Every line of the material below should be repeated exactly.

___ The data

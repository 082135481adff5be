use crate::application::dto::ComponentTreeRequest;
use crate::component_tree::domain::{ComponentTreeQuery, Snapshot, SortField, Strategy};
use crate::component_tree::policies::QualifierRules;
use crate::shared::Result;

/// QueryBuilder translating a request into a store traversal query
pub struct QueryBuilder;

impl QueryBuilder {
    /// Builds the traversal query for a request below `base_snapshot`
    ///
    /// The metric sort token is stripped from the sort fields (the store
    /// cannot sort on measures), falling back to a sort on name.
    pub fn build(
        request: &ComponentTreeRequest,
        base_snapshot: &Snapshot,
        rules: &QualifierRules,
    ) -> Result<ComponentTreeQuery> {
        let mut builder = ComponentTreeQuery::builder(base_snapshot.clone())
            .sort_fields(Self::store_sort_fields(&request.sort))
            .asc(request.asc);

        if let Some(query) = &request.query {
            builder = builder.name_or_key_query(query.clone());
        }
        let qualifiers = Self::children_qualifiers(request, base_snapshot.qualifier(), rules);
        if let Some(qualifiers) = qualifiers {
            builder = builder.qualifiers(qualifiers);
        }

        let (page, page_size) = Self::store_paging(request);
        builder.page(page).page_size(page_size).build()
    }

    /// Paging handed to the store
    ///
    /// Sorting on a metric needs every candidate (best values included)
    /// before ranking, so the store must return the whole matching set:
    /// page 1 with an unbounded page size. Pagination then happens in memory.
    pub fn store_paging(request: &ComponentTreeRequest) -> (usize, usize) {
        if request.is_metric_sort() {
            (1, usize::MAX)
        } else {
            (request.page, request.page_size)
        }
    }

    /// Request sort fields without the metric token, defaulting to name
    pub fn store_sort_fields(sort: &[SortField]) -> Vec<SortField> {
        let fields: Vec<SortField> = sort
            .iter()
            .copied()
            .filter(|field| *field != SortField::Metric)
            .collect();
        if fields.is_empty() {
            vec![SortField::Name]
        } else {
            fields
        }
    }

    /// Effective qualifier filter
    ///
    /// For the leaves strategy this is the leaf qualifiers of the base
    /// qualifier, intersected with the requested qualifiers if any.
    /// Other strategies pass the requested qualifiers through.
    pub fn children_qualifiers(
        request: &ComponentTreeRequest,
        base_qualifier: &str,
        rules: &QualifierRules,
    ) -> Option<Vec<String>> {
        let leaves = match request.strategy {
            Strategy::Leaves => Some(rules.leaves_qualifiers(base_qualifier)),
            Strategy::Children | Strategy::All => None,
        };

        match (leaves, &request.qualifiers) {
            (leaves, None) => leaves,
            (None, Some(requested)) => Some(requested.clone()),
            (Some(mut leaves), Some(requested)) => {
                leaves.retain(|q| requested.contains(q));
                Some(leaves)
            }
        }
    }
}

#[cfg(test)]
mod tests {
    use super::*;
    use crate::component_tree::policies::ResourceType;

    fn request() -> crate::application::dto::ComponentTreeRequestBuilder {
        ComponentTreeRequest::builder()
            .base_component_key("project")
            .metric_keys(["ncloc"])
    }

    fn project_snapshot() -> Snapshot {
        Snapshot::new(10, 1, "TRK")
    }

    fn query_for(request: &ComponentTreeRequest) -> ComponentTreeQuery {
        QueryBuilder::build(request, &project_snapshot(), &QualifierRules::default()).unwrap()
    }

    fn project_qualifiers(request: &ComponentTreeRequest) -> Option<Vec<String>> {
        QueryBuilder::children_qualifiers(request, "TRK", &QualifierRules::default())
    }

    #[test]
    fn test_plain_request_keeps_paging_and_sort() {
        let request = request()
            .sort(vec![SortField::Qualifier, SortField::Name])
            .asc(false)
            .page(3)
            .page_size(20)
            .build()
            .unwrap();

        let query = query_for(&request);

        assert_eq!(query.page(), 3);
        assert_eq!(query.page_size(), 20);
        assert_eq!(
            query.sort_fields(),
            &[SortField::Qualifier, SortField::Name]
        );
        assert!(!query.asc());
        assert_eq!(query.qualifiers(), None);
    }

    #[test]
    fn test_metric_sort_loads_everything() {
        let request = request()
            .sort(vec![SortField::Metric])
            .metric_sort("ncloc")
            .page(4)
            .page_size(10)
            .build()
            .unwrap();

        let query = query_for(&request);

        assert_eq!(query.page(), 1);
        assert_eq!(query.page_size(), usize::MAX);
        assert_eq!(query.offset(), 0);
        assert_eq!(query.sort_fields(), &[SortField::Name]);
    }

    #[test]
    fn test_metric_token_removed_from_mixed_sort() {
        assert_eq!(
            QueryBuilder::store_sort_fields(&[SortField::Path, SortField::Metric]),
            vec![SortField::Path]
        );
    }

    #[test]
    fn test_search_text_forwarded() {
        let request = request().query("Fil").build().unwrap();
        let query = query_for(&request);
        assert_eq!(query.name_or_key_query(), Some("Fil"));
    }

    #[test]
    fn test_leaves_without_requested_qualifiers() {
        let request = request().strategy(Strategy::Leaves).build().unwrap();
        let qualifiers = project_qualifiers(&request);
        assert_eq!(qualifiers, Some(vec!["FIL".to_string(), "UTS".to_string()]));
    }

    #[test]
    fn test_leaves_intersected_with_requested_qualifiers() {
        let request = request()
            .strategy(Strategy::Leaves)
            .qualifiers(["UTS", "DIR"])
            .build()
            .unwrap();
        let qualifiers = project_qualifiers(&request);
        assert_eq!(qualifiers, Some(vec!["UTS".to_string()]));
    }

    #[test]
    fn test_leaves_with_disjoint_qualifiers_is_empty_filter() {
        let request = request()
            .strategy(Strategy::Leaves)
            .qualifiers(["DIR"])
            .build()
            .unwrap();
        let qualifiers = project_qualifiers(&request);
        assert_eq!(qualifiers, Some(vec![]));
    }

    #[test]
    fn test_children_passes_requested_qualifiers() {
        let request = request()
            .strategy(Strategy::Children)
            .qualifiers(["DIR"])
            .build()
            .unwrap();
        let qualifiers = project_qualifiers(&request);
        assert_eq!(qualifiers, Some(vec!["DIR".to_string()]));
    }

    #[test]
    fn test_all_without_qualifiers_has_no_filter() {
        let request = request().build().unwrap();
        assert_eq!(project_qualifiers(&request), None);
    }

    #[test]
    fn test_leaves_follow_custom_rules() {
        let rules = QualifierRules::new(
            vec![
                ResourceType::new("APP", &["LIB"]),
                ResourceType::new("LIB", &["SRC"]),
            ],
            vec![],
        )
        .unwrap();
        let request = request().strategy(Strategy::Leaves).build().unwrap();
        assert_eq!(
            QueryBuilder::children_qualifiers(&request, "APP", &rules),
            Some(vec!["SRC".to_string()])
        );
    }
}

______

Expected output >>
repository 082135481adff5be
use crate::application::dto::ComponentTreeRequest;
use crate::component_tree::domain::{ComponentTreeQuery, Snapshot, SortField, Strategy};
use crate::component_tree::policies::QualifierRules;
use crate::shared::Result;

/// QueryBuilder translating a request into a store traversal query
pub struct QueryBuilder;

impl QueryBuilder {
    /// Builds the traversal query for a request below `base_snapshot`
    ///
    /// The metric sort token is stripped from the sort fields (the store
    /// cannot sort on measures), falling back to a sort on name.
    pub fn build(
        request: &ComponentTreeRequest,
        base_snapshot: &Snapshot,
        rules: &QualifierRules,
    ) -> Result<ComponentTreeQuery> {
        let mut builder = ComponentTreeQuery::builder(base_snapshot.clone())
            .sort_fields(Self::store_sort_fields(&request.sort))
            .asc(request.asc);

        if let Some(query) = &request.query {
            builder = builder.name_or_key_query(query.clone());
        }
        let qualifiers = Self::children_qualifiers(request, base_snapshot.qualifier(), rules);
        if let Some(qualifiers) = qualifiers {
            builder = builder.qualifiers(qualifiers);
        }

        let (page, page_size) = Self::store_paging(request);
        builder.page(page).page_size(page_size).build()
    }

    /// Paging handed to the store
    ///
    /// Sorting on a metric needs every candidate (best values included)
    /// before ranking, so the store must return the whole matching set:
    /// page 1 with an unbounded page size. Pagination then happens in memory.
    pub fn store_paging(request: &ComponentTreeRequest) -> (usize, usize) {
        if request.is_metric_sort() {
            (1, usize::MAX)
        } else {
            (request.page, request.page_size)
        }
    }

    /// Request sort fields without the metric token, defaulting to name
    pub fn store_sort_fields(sort: &[SortField]) -> Vec<SortField> {
        let fields: Vec<SortField> = sort
            .iter()
            .copied()
            .filter(|field| *field != SortField::Metric)
            .collect();
        if fields.is_empty() {
            vec![SortField::Name]
        } else {
            fields
        }
    }

    /// Effective qualifier filter
    ///
    /// For the leaves strategy this is the leaf qualifiers of the base
    /// qualifier, intersected with the requested qualifiers if any.
    /// Other strategies pass the requested qualifiers through.
    pub fn children_qualifiers(
        request: &ComponentTreeRequest,
        base_qualifier: &str,
        rules: &QualifierRules,
    ) -> Option<Vec<String>> {
        let leaves = match request.strategy {
            Strategy::Leaves => Some(rules.leaves_qualifiers(base_qualifier)),
            Strategy::Children | Strategy::All => None,
        };

        match (leaves, &request.qualifiers) {
            (leaves, None) => leaves,
            (None, Some(requested)) => Some(requested.clone()),
            (Some(mut leaves), Some(requested)) => {
                leaves.retain(|q| requested.contains(q));
                Some(leaves)
            }
        }
    }
}

#[cfg(test)]
mod tests {
    use super::*;
    use crate::component_tree::policies::ResourceType;

    fn request() -> crate::application::dto::ComponentTreeRequestBuilder {
        ComponentTreeRequest::builder()
            .base_component_key("project")
            .metric_keys(["ncloc"])
    }

    fn project_snapshot() -> Snapshot {
        Snapshot::new(10, 1, "TRK")
    }

    fn query_for(request: &ComponentTreeRequest) -> ComponentTreeQuery {
        QueryBuilder::build(request, &project_snapshot(), &QualifierRules::default()).unwrap()
    }

    fn project_qualifiers(request: &ComponentTreeRequest) -> Option<Vec<String>> {
        QueryBuilder::children_qualifiers(request, "TRK", &QualifierRules::default())
    }

    #[test]
    fn test_plain_request_keeps_paging_and_sort() {
        let request = request()
            .sort(vec![SortField::Qualifier, SortField::Name])
            .asc(false)
            .page(3)
            .page_size(20)
            .build()
            .unwrap();

        let query = query_for(&request);

        assert_eq!(query.page(), 3);
        assert_eq!(query.page_size(), 20);
        assert_eq!(
            query.sort_fields(),
            &[SortField::Qualifier, SortField::Name]
        );
        assert!(!query.asc());
        assert_eq!(query.qualifiers(), None);
    }

    #[test]
    fn test_metric_sort_loads_everything() {
        let request = request()
            .sort(vec![SortField::Metric])
            .metric_sort("ncloc")
            .page(4)
            .page_size(10)
            .build()
            .unwrap();

        let query = query_for(&request);

        assert_eq!(query.page(), 1);
        assert_eq!(query.page_size(), usize::MAX);
        assert_eq!(query.offset(), 0);
        assert_eq!(query.sort_fields(), &[SortField::Name]);
    }

    #[test]
    fn test_metric_token_removed_from_mixed_sort() {
        assert_eq!(
            QueryBuilder::store_sort_fields(&[SortField::Path, SortField::Metric]),
            vec![SortField::Path]
        );
    }

    #[test]
    fn test_search_text_forwarded() {
        let request = request().query("Fil").build().unwrap();
        let query = query_for(&request);
        assert_eq!(query.name_or_key_query(), Some("Fil"));
    }

    #[test]
    fn test_leaves_without_requested_qualifiers() {
        let request = request().strategy(Strategy::Leaves).build().unwrap();
        let qualifiers = project_qualifiers(&request);
        assert_eq!(qualifiers, Some(vec!["FIL".to_string(), "UTS".to_string()]));
    }

    #[test]
    fn test_leaves_intersected_with_requested_qualifiers() {
        let request = request()
            .strategy(Strategy::Leaves)
            .qualifiers(["UTS", "DIR"])
            .build()
            .unwrap();
        let qualifiers = project_qualifiers(&request);
        assert_eq!(qualifiers, Some(vec!["UTS".to_string()]));
    }

    #[test]
    fn test_leaves_with_disjoint_qualifiers_is_empty_filter() {
        let request = request()
            .strategy(Strategy::Leaves)
            .qualifiers(["DIR"])
            .build()
            .unwrap();
        let qualifiers = project_qualifiers(&request);
        assert_eq!(qualifiers, Some(vec![]));
    }

    #[test]
    fn test_children_passes_requested_qualifiers() {
        let request = request()
            .strategy(Strategy::Children)
            .qualifiers(["DIR"])
            .build()
            .unwrap();
        let qualifiers = project_qualifiers(&request);
        assert_eq!(qualifiers, Some(vec!["DIR".to_string()]));
    }

    #[test]
    fn test_all_without_qualifiers_has_no_filter() {
        let request = request().build().unwrap();
        assert_eq!(project_qualifiers(&request), None);
    }

    #[test]
    fn test_leaves_follow_custom_rules() {
        let rules = QualifierRules::new(
            vec![
                ResourceType::new("APP", &["LIB"]),
                ResourceType::new("LIB", &["SRC"]),
            ],
            vec![],
        )
        .unwrap();
        let request = request().strategy(Strategy::Leaves).build().unwrap();
        assert_eq!(
            QueryBuilder::children_qualifiers(&request, "APP", &rules),
            Some(vec!["SRC".to_string()])
        );
    }
}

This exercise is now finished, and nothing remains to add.